X - domicílio eleitoral, para identificação de município ou do Distrito Federal como localidade onde a pessoa, comprovado um dos vínculos a que se refere o art. 23 desta Resolução, exercerá o direito ao voto;

XI - endereço de residência ou de contato, que não necessariamente corresponderá ao do domicílio eleitoral, podendo o preenchimento do campo ser dispensado em caso de informação de tratar-se de pessoa em situação de rua ou sem moradia fixa;

(...).

§ 3º Será exigida comprovação documental do vínculo informado para a finalidade de fixação do domicílio eleitoral, ressalvadas as situações de:

a) pertencimento a comunidades indígenas ou quilombolas;

b) pessoa em situação de rua; ou

c) indicação do domicílio dentre endereços previamente cadastrados em decorrência de cruzamento de dados realizado nos termos do caput e do § 2º do art. 9º desta Resolução.

 

Não se pode ignorar que a ausência de definição sobre a profissão do requerente e o fato de ter sido, recentemente, preso em Município próximo ao local dos fatos, por suposta incursão em outro crime, dentre outros elementos, tal como a condição de revel, autorizam a pressupor uma situação de vulnerabilidade social que poderia tornar extremamente difícil a comprovação de domicílio eleitoral permanente e estável, aumentando ainda mais o quadro de marginalização de quem sequer alcançou o alistamento inicial.

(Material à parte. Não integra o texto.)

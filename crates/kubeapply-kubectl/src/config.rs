//! Bridge configuration
//!
//! Can be built in code or loaded from YAML:
//!
//! ```yaml
//! binary: /usr/local/bin/kubectl
//! defaultTimeout: 30s
//! ```

use serde::{Deserialize, Serialize};
use std::path::{Path, PathBuf};
use std::time::Duration;

use crate::error::{KubectlError, Result};

/// Deadline used when the caller's context has none
pub const DEFAULT_TIMEOUT: Duration = Duration::from_secs(15);

/// Configuration for a [`crate::Kubectl`] client
#[derive(Debug, Clone, PartialEq, Eq, Serialize, Deserialize)]
#[serde(rename_all = "camelCase")]
pub struct KubectlConfig {
    /// kubectl executable (looked up on `PATH` when not absolute)
    #[serde(default = "default_binary")]
    pub binary: PathBuf,

    /// Deadline applied to calls whose context carries none
    #[serde(default = "default_timeout", with = "humantime_serde")]
    pub default_timeout: Duration,
}

fn default_binary() -> PathBuf {
    PathBuf::from("kubectl")
}

fn default_timeout() -> Duration {
    DEFAULT_TIMEOUT
}

impl Default for KubectlConfig {
    fn default() -> Self {
        Self {
            binary: default_binary(),
            default_timeout: default_timeout(),
        }
    }
}

impl KubectlConfig {
    /// Parse configuration from a YAML string
    pub fn from_yaml(content: &str) -> Result<Self> {
        let config: Self = serde_yaml::from_str(content)?;
        config.validate()?;
        Ok(config)
    }

    /// Load configuration from a YAML file
    pub fn load_from(path: &Path) -> Result<Self> {
        let content = std::fs::read_to_string(path)?;
        Self::from_yaml(&content)
    }

    /// Use a specific kubectl executable
    pub fn with_binary(mut self, binary: impl Into<PathBuf>) -> Self {
        self.binary = binary.into();
        self
    }

    /// Change the fallback deadline
    pub fn with_default_timeout(mut self, timeout: Duration) -> Self {
        self.default_timeout = timeout;
        self
    }

    fn validate(&self) -> Result<()> {
        if self.binary.as_os_str().is_empty() {
            return Err(KubectlError::InvalidConfig(
                "binary cannot be empty".to_string(),
            ));
        }
        if self.default_timeout.is_zero() {
            return Err(KubectlError::InvalidConfig(
                "defaultTimeout must be greater than zero".to_string(),
            ));
        }
        Ok(())
    }
}
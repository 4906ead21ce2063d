//! Clusters that already exist and are not managed by this crate

use kube::Client;
use std::path::{Path, PathBuf};
use tracing::debug;

use crate::error::Result;
use crate::kubeconfig::client_from_kubeconfig;

/// A pre-existing cluster reachable through a kubeconfig file
///
/// # Example
///
/// ```no_run
/// # async fn run() -> kubeapply_cluster::Result<()> {
/// let cluster = kubeapply_cluster::ExistingCluster::new("/home/me/.kube/config").await?;
/// let client = cluster.client();
/// # Ok(())
/// # }
/// ```
#[derive(Clone)]
pub struct ExistingCluster {
    kubeconfig_path: PathBuf,
    client: Client,
}

impl ExistingCluster {
    /// Connect to the cluster of the kubeconfig's current context
    pub async fn new(kubeconfig_path: impl Into<PathBuf>) -> Result<Self> {
        let kubeconfig_path = kubeconfig_path.into();
        debug!(kubeconfig = %kubeconfig_path.display(), "using existing cluster");

        let client = client_from_kubeconfig(&kubeconfig_path).await?;
        Ok(Self {
            kubeconfig_path,
            client,
        })
    }

    pub fn kubeconfig_path(&self) -> &Path {
        &self.kubeconfig_path
    }

    pub fn client(&self) -> &Client {
        &self.client
    }
}

#[cfg(test)]
mod tests {
    use super::*;
    use crate::error::ClusterError;
    use crate::kubeconfig::write_test_kubeconfig;

    #[tokio::test]
    async fn test_existing_cluster_from_kubeconfig() {
        let dir = tempfile::tempdir().unwrap();
        let path = dir.path().join("config");
        write_test_kubeconfig(&path).unwrap();

        let cluster = ExistingCluster::new(&path).await.unwrap();
        assert_eq!(cluster.kubeconfig_path(), path.as_path());
    }

    #[tokio::test]
    async fn test_existing_cluster_requires_kubeconfig() {
        let result = ExistingCluster::new("/nonexistent/kubeapply/config").await;
        assert!(matches!(result, Err(ClusterError::Kubeconfig { .. })));
    }
}
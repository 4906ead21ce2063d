//! In-memory output streams handed to the command engine
//!
//! The engine never writes to the process' stdout/stderr. What it prints is
//! collected here and only surfaced when a fatal error is reported.

use std::io::{self, Write};
use std::sync::{Arc, Mutex};

/// Cloneable byte buffer implementing [`Write`]
#[derive(Debug, Clone, Default)]
pub struct SharedBuffer {
    inner: Arc<Mutex<Vec<u8>>>,
}

impl SharedBuffer {
    pub fn new() -> Self {
        Self::default()
    }

    /// Buffer contents decoded as UTF-8 (lossy)
    pub fn contents(&self) -> String {
        let bytes = self.inner.lock().unwrap_or_else(|e| e.into_inner());
        String::from_utf8_lossy(&bytes).into_owned()
    }

    pub fn is_empty(&self) -> bool {
        self.inner
            .lock()
            .unwrap_or_else(|e| e.into_inner())
            .is_empty()
    }
}

impl Write for SharedBuffer {
    fn write(&mut self, buf: &[u8]) -> io::Result<usize> {
        self.inner
            .lock()
            .unwrap_or_else(|e| e.into_inner())
            .extend_from_slice(buf);
        Ok(buf.len())
    }

    fn flush(&mut self) -> io::Result<()> {
        Ok(())
    }
}

/// Output and error streams captured for one invocation
#[derive(Debug, Clone, Default)]
pub struct CapturedStreams {
    out: SharedBuffer,
    err_out: SharedBuffer,
}

impl CapturedStreams {
    pub fn new() -> Self {
        Self::default()
    }

    /// Writer for the engine's standard output
    pub fn out(&self) -> SharedBuffer {
        self.out.clone()
    }

    /// Writer for the engine's standard error
    pub fn err_out(&self) -> SharedBuffer {
        self.err_out.clone()
    }

    /// Everything written to the output stream so far
    pub fn stdout(&self) -> String {
        self.out.contents()
    }

    /// Everything written to the error stream so far
    pub fn stderr(&self) -> String {
        self.err_out.contents()
    }
}

#[cfg(test)]
mod tests {
    use super::*;

    #[test]
    fn test_clones_share_buffers() {
        let streams = CapturedStreams::new();
        let mut out = streams.out();
        let mut err = streams.clone().err_out();

        write!(out, "namespace/demo created").unwrap();
        writeln!(err, "Warning: deprecated").unwrap();

        assert_eq!(streams.stdout(), "namespace/demo created");
        assert_eq!(streams.stderr(), "Warning: deprecated\n");
    }

    #[test]
    fn test_empty_by_default() {
        let streams = CapturedStreams::new();
        assert!(streams.out().is_empty());
        assert_eq!(streams.stderr(), "");
    }
}
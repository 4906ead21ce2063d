//! Error types for kubeapply-kubectl

use thiserror::Error;

use crate::engine::Verb;

/// Result type for kubeapply-kubectl operations
pub type Result<T> = std::result::Result<T, KubectlError>;

/// Errors that can occur while applying or deleting manifests
#[derive(Debug, Error)]
#[non_exhaustive]
pub enum KubectlError {
    /// No kubeconfig path was given
    #[error("kubeconfig path cannot be empty")]
    EmptyKubeconfig,

    /// No options were given
    #[error("options cannot be nil")]
    NilOptions,

    /// The path list was empty
    #[error("no files to {verb}")]
    NoFiles { verb: Verb },

    /// The command engine hit an unrecoverable condition
    #[error("Fatal error: {message}\nError code: {code}\nOut stream: {stdout}\nError stream: {stderr}\n")]
    Fatal {
        message: String,
        code: i32,
        stdout: String,
        stderr: String,
    },

    /// The effective deadline elapsed before the engine finished
    #[error("context deadline exceeded")]
    DeadlineExceeded,

    /// The engine binary could not be started
    #[error("failed to run `{binary}`: {source}")]
    Spawn {
        binary: String,
        #[source]
        source: std::io::Error,
    },

    /// A flag the verb does not define was set
    #[error("unknown flag: --{flag} for `kubectl {verb}`")]
    UnknownFlag { verb: Verb, flag: String },

    /// The result slot was dropped without a value
    #[error("operation was interrupted before producing a result")]
    Interrupted,

    /// Invalid configuration
    #[error("invalid configuration: {0}")]
    InvalidConfig(String),

    /// Serialization error
    #[error("serialization error: {0}")]
    Serialization(String),

    /// IO error
    #[error("IO error: {0}")]
    Io(#[from] std::io::Error),
}

impl From<serde_yaml::Error> for KubectlError {
    fn from(e: serde_yaml::Error) -> Self {
        KubectlError::Serialization(e.to_string())
    }
}

impl KubectlError {
    /// Check if this is a local precondition failure
    pub fn is_validation(&self) -> bool {
        matches!(
            self,
            KubectlError::EmptyKubeconfig | KubectlError::NilOptions | KubectlError::NoFiles { .. }
        )
    }

    /// Check if the command engine reported a fatal error
    pub fn is_fatal(&self) -> bool {
        matches!(self, KubectlError::Fatal { .. })
    }

    /// Check if the call timed out
    pub fn is_deadline_exceeded(&self) -> bool {
        matches!(self, KubectlError::DeadlineExceeded)
    }

    /// Exit code reported by the engine, for fatal errors
    pub fn exit_code(&self) -> Option<i32> {
        match self {
            KubectlError::Fatal { code, .. } => Some(*code),
            _ => None,
        }
    }
}
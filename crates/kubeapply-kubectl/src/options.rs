//! Options for apply and delete operations

use crate::dry_run::DryRun;

/// Options for applying plain manifest files
#[derive(Debug, Clone, Default, PartialEq, Eq)]
pub struct ApplyManifestsOptions {
    /// Dry-run mode (`true` converts to a server-side dry-run)
    pub dry_run: DryRun,

    /// Process directories given as paths recursively
    pub recursive: bool,
}

impl ApplyManifestsOptions {
    pub fn new() -> Self {
        Self::default()
    }

    /// Set the dry-run mode
    pub fn with_dry_run(mut self, dry_run: impl Into<DryRun>) -> Self {
        self.dry_run = dry_run.into();
        self
    }

    /// Enable recursive directory processing
    pub fn recursive(mut self) -> Self {
        self.recursive = true;
        self
    }
}

/// Options for applying Kustomization directories
#[derive(Debug, Clone, Default, PartialEq, Eq)]
pub struct ApplyKustomizationOptions {
    /// Dry-run mode (`true` converts to a server-side dry-run)
    pub dry_run: DryRun,

    /// Process directories given as paths recursively
    pub recursive: bool,
}

impl ApplyKustomizationOptions {
    pub fn new() -> Self {
        Self::default()
    }

    /// Set the dry-run mode
    pub fn with_dry_run(mut self, dry_run: impl Into<DryRun>) -> Self {
        self.dry_run = dry_run.into();
        self
    }

    /// Enable recursive directory processing
    pub fn recursive(mut self) -> Self {
        self.recursive = true;
        self
    }
}

/// Options the apply bridge works with
#[derive(Debug, Clone, Copy, Default, PartialEq, Eq)]
pub(crate) struct ApplyOptions {
    pub dry_run: DryRun,
    pub recursive: bool,
    pub is_kustomization: bool,
}

impl From<&ApplyManifestsOptions> for ApplyOptions {
    fn from(opts: &ApplyManifestsOptions) -> Self {
        Self {
            dry_run: opts.dry_run,
            recursive: opts.recursive,
            is_kustomization: false,
        }
    }
}

impl From<&ApplyKustomizationOptions> for ApplyOptions {
    fn from(opts: &ApplyKustomizationOptions) -> Self {
        Self {
            dry_run: opts.dry_run,
            recursive: opts.recursive,
            is_kustomization: true,
        }
    }
}

/// Options the delete bridge works with
#[derive(Debug, Clone, Copy, Default, PartialEq, Eq)]
pub(crate) struct DeleteOptions {
    pub is_kustomization: bool,
}

impl DeleteOptions {
    pub(crate) const MANIFESTS: Self = Self {
        is_kustomization: false,
    };

    pub(crate) const KUSTOMIZATION: Self = Self {
        is_kustomization: true,
    };
}
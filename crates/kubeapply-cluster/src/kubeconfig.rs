//! Typed clients built from kubeconfig files

use kube::config::{KubeConfigOptions, Kubeconfig};
use kube::{Client, Config};
use std::path::Path;

use crate::error::{ClusterError, Result};

/// Create a Kubernetes client for the current context of a kubeconfig file
pub async fn client_from_kubeconfig(path: &Path) -> Result<Client> {
    let kubeconfig = Kubeconfig::read_from(path).map_err(|source| ClusterError::Kubeconfig {
        path: path.to_path_buf(),
        source,
    })?;

    let config = Config::from_custom_kubeconfig(kubeconfig, &KubeConfigOptions::default())
        .await
        .map_err(|source| ClusterError::Kubeconfig {
            path: path.to_path_buf(),
            source,
        })?;

    Ok(Client::try_from(config)?)
}

/// Minimal kubeconfig pointing at a local API server, for tests
#[cfg(test)]
pub(crate) fn write_test_kubeconfig(path: &Path) -> std::io::Result<()> {
    std::fs::write(
        path,
        r#"apiVersion: v1
kind: Config
clusters:
- name: test
  cluster:
    server: https://127.0.0.1:6443
    insecure-skip-tls-verify: true
users:
- name: test
  user:
    token: test-token
contexts:
- name: test
  context:
    cluster: test
    user: test
current-context: test
"#,
    )
}
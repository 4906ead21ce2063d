//! Ordered flag values for a single verb

use super::Verb;
use crate::error::{KubectlError, Result};

/// Flags set on a command, in the order they were first set
#[derive(Debug, Clone, PartialEq, Eq)]
pub struct FlagSet {
    verb: Verb,
    values: Vec<(&'static str, String)>,
}

impl FlagSet {
    pub fn new(verb: Verb) -> Self {
        Self {
            verb,
            values: Vec::new(),
        }
    }

    pub fn verb(&self) -> Verb {
        self.verb
    }

    /// Set a flag, replacing an earlier value for the same name
    ///
    /// Fails for names the verb does not define.
    pub fn set(&mut self, name: &str, value: impl Into<String>) -> Result<()> {
        let known = self
            .verb
            .known_flags()
            .iter()
            .copied()
            .find(|known| *known == name)
            .ok_or_else(|| KubectlError::UnknownFlag {
                verb: self.verb,
                flag: name.to_string(),
            })?;

        let value = value.into();
        match self.values.iter_mut().find(|(n, _)| *n == known) {
            Some((_, existing)) => *existing = value,
            None => self.values.push((known, value)),
        }
        Ok(())
    }

    pub fn get(&self, name: &str) -> Option<&str> {
        self.values
            .iter()
            .find(|(n, _)| *n == name)
            .map(|(_, v)| v.as_str())
    }

    pub fn contains(&self, name: &str) -> bool {
        self.get(name).is_some()
    }

    pub fn len(&self) -> usize {
        self.values.len()
    }

    pub fn is_empty(&self) -> bool {
        self.values.is_empty()
    }

    pub fn iter(&self) -> impl Iterator<Item = (&str, &str)> {
        self.values.iter().map(|(n, v)| (*n, v.as_str()))
    }

    /// `--name=value` arguments
    pub fn to_args(&self) -> Vec<String> {
        self.iter()
            .map(|(name, value)| format!("--{}={}", name, value))
            .collect()
    }
}

#[cfg(test)]
mod tests {
    use super::*;

    #[test]
    fn test_set_keeps_first_position() {
        let mut flags = FlagSet::new(Verb::Apply);
        flags.set("recursive", "true").unwrap();
        flags.set("filename", "a.yaml").unwrap();
        flags.set("recursive", "false").unwrap();

        assert_eq!(
            flags.to_args(),
            vec!["--recursive=false", "--filename=a.yaml"]
        );
        assert_eq!(flags.len(), 2);
    }

    #[test]
    fn test_unknown_flag_rejected() {
        let mut flags = FlagSet::new(Verb::Delete);
        let err = flags.set("server-side", "true").unwrap_err();

        assert!(matches!(
            err,
            KubectlError::UnknownFlag { verb: Verb::Delete, ref flag } if flag == "server-side"
        ));
        assert!(flags.is_empty());
    }

    #[test]
    fn test_get_and_contains() {
        let mut flags = FlagSet::new(Verb::Delete);
        flags.set("kustomize", "/tmp/overlay").unwrap();

        assert_eq!(flags.get("kustomize"), Some("/tmp/overlay"));
        assert!(!flags.contains("filename"));
    }
}
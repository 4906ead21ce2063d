//! Mock engine for testing
//!
//! Records every invocation and replays a scripted outcome, so the bridge can
//! be exercised without a cluster or a kubectl binary.

use std::io::Write;
use std::sync::atomic::{AtomicUsize, Ordering};
use std::sync::{Arc, Mutex, RwLock};
use std::time::Duration;

use super::{CommandEngine, Invocation};
use crate::error::{KubectlError, Result};
use crate::fatal;
use crate::streams::CapturedStreams;

/// What the mock does when run
#[derive(Debug, Clone, PartialEq, Eq)]
pub enum MockBehavior {
    /// Return immediately
    Succeed,
    /// Block for the given time, then return
    Hang(Duration),
    /// Report a fatal error through the hook of the invocation's verb
    Fatal { message: String, code: i32 },
    /// Block for `delay`, then report a fatal error
    FatalAfter {
        delay: Duration,
        message: String,
        code: i32,
    },
    /// Fail to reach the engine at all
    Unreachable,
}

/// In-memory engine for testing
#[derive(Clone)]
pub struct MockEngine {
    behavior: Arc<RwLock<MockBehavior>>,
    output: Arc<RwLock<(String, String)>>,
    invocations: Arc<Mutex<Vec<Invocation>>>,
    in_flight: Arc<AtomicUsize>,
    max_in_flight: Arc<AtomicUsize>,
}

impl MockEngine {
    /// Create a mock that always succeeds
    pub fn new() -> Self {
        Self::with_behavior(MockBehavior::Succeed)
    }

    /// Create a mock with a scripted behavior
    pub fn with_behavior(behavior: MockBehavior) -> Self {
        Self {
            behavior: Arc::new(RwLock::new(behavior)),
            output: Arc::new(RwLock::new((String::new(), String::new()))),
            invocations: Arc::new(Mutex::new(Vec::new())),
            in_flight: Arc::new(AtomicUsize::new(0)),
            max_in_flight: Arc::new(AtomicUsize::new(0)),
        }
    }

    /// Text written to the captured streams on every run
    pub fn with_output(self, stdout: impl Into<String>, stderr: impl Into<String>) -> Self {
        *self.output.write().unwrap() = (stdout.into(), stderr.into());
        self
    }

    /// Replace the behavior for subsequent runs
    pub fn set_behavior(&self, behavior: MockBehavior) {
        *self.behavior.write().unwrap() = behavior;
    }

    /// Invocations seen so far, in start order
    pub fn invocations(&self) -> Vec<Invocation> {
        self.invocations.lock().unwrap().clone()
    }

    /// The most recent invocation
    pub fn last_invocation(&self) -> Option<Invocation> {
        self.invocations.lock().unwrap().last().cloned()
    }

    /// Highest number of runs that were executing at the same time
    pub fn max_in_flight(&self) -> usize {
        self.max_in_flight.load(Ordering::SeqCst)
    }
}

impl Default for MockEngine {
    fn default() -> Self {
        Self::new()
    }
}

impl CommandEngine for MockEngine {
    fn run(&self, invocation: &Invocation, streams: &CapturedStreams) -> Result<()> {
        self.invocations.lock().unwrap().push(invocation.clone());

        let running = self.in_flight.fetch_add(1, Ordering::SeqCst) + 1;
        self.max_in_flight.fetch_max(running, Ordering::SeqCst);

        let (stdout, stderr) = self.output.read().unwrap().clone();
        streams.out().write_all(stdout.as_bytes())?;
        streams.err_out().write_all(stderr.as_bytes())?;

        let behavior = self.behavior.read().unwrap().clone();
        let result = match behavior {
            MockBehavior::Succeed => Ok(()),
            MockBehavior::Hang(duration) => {
                std::thread::sleep(duration);
                Ok(())
            }
            MockBehavior::Fatal { message, code } => {
                fatal::fatal(invocation.verb(), &message, code);
                Ok(())
            }
            MockBehavior::FatalAfter {
                delay,
                message,
                code,
            } => {
                std::thread::sleep(delay);
                fatal::fatal(invocation.verb(), &message, code);
                Ok(())
            }
            MockBehavior::Unreachable => Err(KubectlError::Spawn {
                binary: "mock".to_string(),
                source: std::io::Error::new(std::io::ErrorKind::NotFound, "engine unreachable"),
            }),
        };

        self.in_flight.fetch_sub(1, Ordering::SeqCst);
        result
    }

    fn name(&self) -> &'static str {
        "mock"
    }
}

Dessa maneira, embora as providências adotadas pelo Cartório e pelo Juiz Eleitoral sejam adequadas e justifiquem o indeferimento do pedido na seara administrativa, tenho que inexiste prova suficiente da existência de fraude a embasar um decreto condenatório na instância criminal, na qual a comprovação de todos os elementos do tipo deve ocorrer para além de qualquer dúvida razoável.

 

ANTE O EXPOSTO, respeitosamente, divirjo do eminente Relator para VOTAR pelo desprovimento do recurso.